ACTIVITY: Word for word, restate the entries below from their first line through the line that contains "standard config path)".

Stored data:
-- Opening Marker --
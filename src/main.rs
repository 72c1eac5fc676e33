use anyhow::{Context, Result};
use clap::{Args, Parser, Subcommand};
use inkpad::config::Config;
use inkpad::draw::{CairoSurface, ImageData, StrategyKind};
use inkpad::input::KeyboardInput;
use inkpad::notepad::{Notepad, SurfaceRegistry};
use inkpad::{script, seed};
use std::fs;
use std::path::{Path, PathBuf};

#[derive(Parser, Debug)]
#[command(name = "inkpad")]
#[command(
    version,
    long_version = concat!(env!("CARGO_PKG_VERSION"), " (", env!("INKPAD_GIT_HASH"), ")"),
    about = "Pressure-sensitive freehand drawing surface with undo/redo"
)]
struct Cli {
    /// Config file to use instead of ~/.config/inkpad/config.toml
    #[arg(long, short = 'c', global = true, value_name = "PATH")]
    config: Option<PathBuf>,

    #[command(subcommand)]
    command: Option<Command>,
}

#[derive(Subcommand, Debug)]
enum Command {
    /// Replay stored strokes onto a fresh surface and write a PNG
    Render {
        /// Stroke document (JSON, optionally gzip-compressed)
        #[arg(long, short = 'i', value_name = "FILE")]
        input: PathBuf,

        /// PNG file to write
        #[arg(long, short = 'o', value_name = "FILE")]
        output: PathBuf,

        #[command(flatten)]
        surface: SurfaceArgs,
    },

    /// Feed a recorded input trace through a surface
    Replay {
        /// Input trace (JSON lines of mouse/touch/key/pen records)
        #[arg(long, short = 'e', value_name = "FILE")]
        events: PathBuf,

        /// Seed stroke document
        #[arg(long, short = 'i', value_name = "FILE")]
        input: Option<PathBuf>,

        /// PNG file to write
        #[arg(long, short = 'o', value_name = "FILE")]
        output: Option<PathBuf>,

        /// Where to write the visible strokes afterwards
        #[arg(long, short = 's', value_name = "FILE")]
        strokes: Option<PathBuf>,

        #[command(flatten)]
        surface: SurfaceArgs,
    },

    /// Write a default config file
    InitConfig {
        /// Destination (defaults to the standard config path)
        #[arg(long, value_name = "PATH")]
        path: Option<PathBuf>,
    },
}

/// Per-run overrides of the `[surface]` and `[pen]` config sections.
#[derive(Args, Debug, Default)]
struct SurfaceArgs {
    /// Segment strategy (smooth or simple)
    #[arg(long, value_name = "STRATEGY")]
    strategy: Option<StrategyKind>,

    /// Displayed width in logical pixels
    #[arg(long)]
    width: Option<f64>,

    /// Displayed height in logical pixels
    #[arg(long)]
    height: Option<f64>,

    /// Physical-to-logical pixel ratio
    #[arg(long)]
    pixel_ratio: Option<f64>,
}

impl SurfaceArgs {
    fn apply(&self, config: &mut Config) {
        if let Some(strategy) = self.strategy {
            config.pen.strategy = strategy;
        }
        if let Some(width) = self.width {
            config.surface.width = width;
        }
        if let Some(height) = self.height {
            config.surface.height = height;
        }
        if let Some(ratio) = self.pixel_ratio {
            config.surface.pixel_ratio = ratio;
        }
        config.validate_and_clamp();
    }
}

fn main() -> Result<()> {
    env_logger::init();

    let cli = Cli::parse();

    let Some(command) = cli.command else {
        print_usage();
        return Ok(());
    };

    match command {
        Command::Render {
            input,
            output,
            surface,
        } => {
            let mut config = load_config(cli.config.as_deref())?;
            surface.apply(&mut config);

            let seed = seed::load_image_data(&input)?;
            let notepad = Notepad::create(&config, config.geometry(), seed)
                .context("failed to create drawing surface")?;
            write_png(&notepad, &output)?;
            println!(
                "Rendered {} stroke(s) to {}",
                notepad.visible_strokes().len(),
                output.display()
            );
        }
        Command::Replay {
            events,
            input,
            output,
            strokes,
            surface,
        } => {
            let mut config = load_config(cli.config.as_deref())?;
            surface.apply(&mut config);

            let seed = match &input {
                Some(path) => seed::load_image_data(path)?,
                None => ImageData::default(),
            };
            let trace = fs::read_to_string(&events)
                .with_context(|| format!("failed to read trace {}", events.display()))?;
            let inputs = script::parse_script(&trace)
                .with_context(|| format!("failed to parse trace {}", events.display()))?;

            let keyboard = KeyboardInput::from_config(&config.keybindings)
                .map_err(|err| anyhow::anyhow!("invalid keybindings: {err}"))?;
            let mut registry = SurfaceRegistry::new(keyboard);
            let notepad = Notepad::create(&config, config.geometry(), seed)
                .context("failed to create drawing surface")?;
            let id = registry.register(notepad);

            let stats = script::run_script(&mut registry, id, &inputs);
            let notepad = registry
                .get(id)
                .context("surface disappeared during replay")?;

            if let Some(path) = &output {
                write_png(notepad, path)?;
            }
            if let Some(path) = &strokes {
                seed::save_image_data(path, &notepad.image_data())?;
            }
            println!(
                "Replayed {} input(s) ({} consumed); {} visible stroke(s), {} redoable",
                stats.delivered,
                stats.consumed,
                notepad.history().cursor(),
                notepad.history().len() - notepad.history().cursor()
            );
        }
        Command::InitConfig { path } => {
            let path = match path {
                Some(path) => path,
                None => Config::get_config_path()?,
            };
            Config::default().write_new(&path)?;
            println!("Wrote default config to {}", path.display());
        }
    }

    Ok(())
}

fn load_config(path: Option<&Path>) -> Result<Config> {
    match path {
        Some(path) => Config::load_from(path),
        None => Config::load(),
    }
}

fn write_png(notepad: &Notepad<CairoSurface>, path: &Path) -> Result<()> {
    notepad
        .surface()
        .write_png(path)
        .with_context(|| format!("failed to write {}", path.display()))?;
    log::info!("Wrote {}", path.display());
    Ok(())
}

fn print_usage() {
    println!("inkpad: Pressure-sensitive freehand drawing surface");
    println!();
    println!("Usage:");
    println!("  inkpad render --input strokes.json --output out.png");
    println!("  inkpad replay --events trace.jsonl --output out.png --strokes out.json");
    println!("  inkpad init-config");
    println!("  inkpad --help");
    println!();
    println!("Trace controls:");
    println!("  - Mouse: left-button drag draws at fixed force");
    println!("  - Stylus: draws with reported pressure; fingers never draw");
    println!("  - Two-finger tap / Meta+Z: undo");
    println!("  - Three-finger tap / Meta+Shift+Z: redo");
}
-- Closing Marker --
EXERCISE RESPONSE:
filename src/main.rs
repository 72c1eac5fc676e33
use anyhow::{Context, Result};
use clap::{Args, Parser, Subcommand};
use inkpad::config::Config;
use inkpad::draw::{CairoSurface, ImageData, StrategyKind};
use inkpad::input::KeyboardInput;
use inkpad::notepad::{Notepad, SurfaceRegistry};
use inkpad::{script, seed};
use std::fs;
use std::path::{Path, PathBuf};

#[derive(Parser, Debug)]
#[command(name = "inkpad")]
#[command(
    version,
    long_version = concat!(env!("CARGO_PKG_VERSION"), " (", env!("INKPAD_GIT_HASH"), ")"),
    about = "Pressure-sensitive freehand drawing surface with undo/redo"
)]
struct Cli {
    /// Config file to use instead of ~/.config/inkpad/config.toml
    #[arg(long, short = 'c', global = true, value_name = "PATH")]
    config: Option<PathBuf>,

    #[command(subcommand)]
    command: Option<Command>,
}

#[derive(Subcommand, Debug)]
enum Command {
    /// Replay stored strokes onto a fresh surface and write a PNG
    Render {
        /// Stroke document (JSON, optionally gzip-compressed)
        #[arg(long, short = 'i', value_name = "FILE")]
        input: PathBuf,

        /// PNG file to write
        #[arg(long, short = 'o', value_name = "FILE")]
        output: PathBuf,

        #[command(flatten)]
        surface: SurfaceArgs,
    },

    /// Feed a recorded input trace through a surface
    Replay {
        /// Input trace (JSON lines of mouse/touch/key/pen records)
        #[arg(long, short = 'e', value_name = "FILE")]
        events: PathBuf,

        /// Seed stroke document
        #[arg(long, short = 'i', value_name = "FILE")]
        input: Option<PathBuf>,

        /// PNG file to write
        #[arg(long, short = 'o', value_name = "FILE")]
        output: Option<PathBuf>,

        /// Where to write the visible strokes afterwards
        #[arg(long, short = 's', value_name = "FILE")]
        strokes: Option<PathBuf>,

        #[command(flatten)]
        surface: SurfaceArgs,
    },

    /// Write a default config file
    InitConfig {
        /// Destination (defaults to the standard config path)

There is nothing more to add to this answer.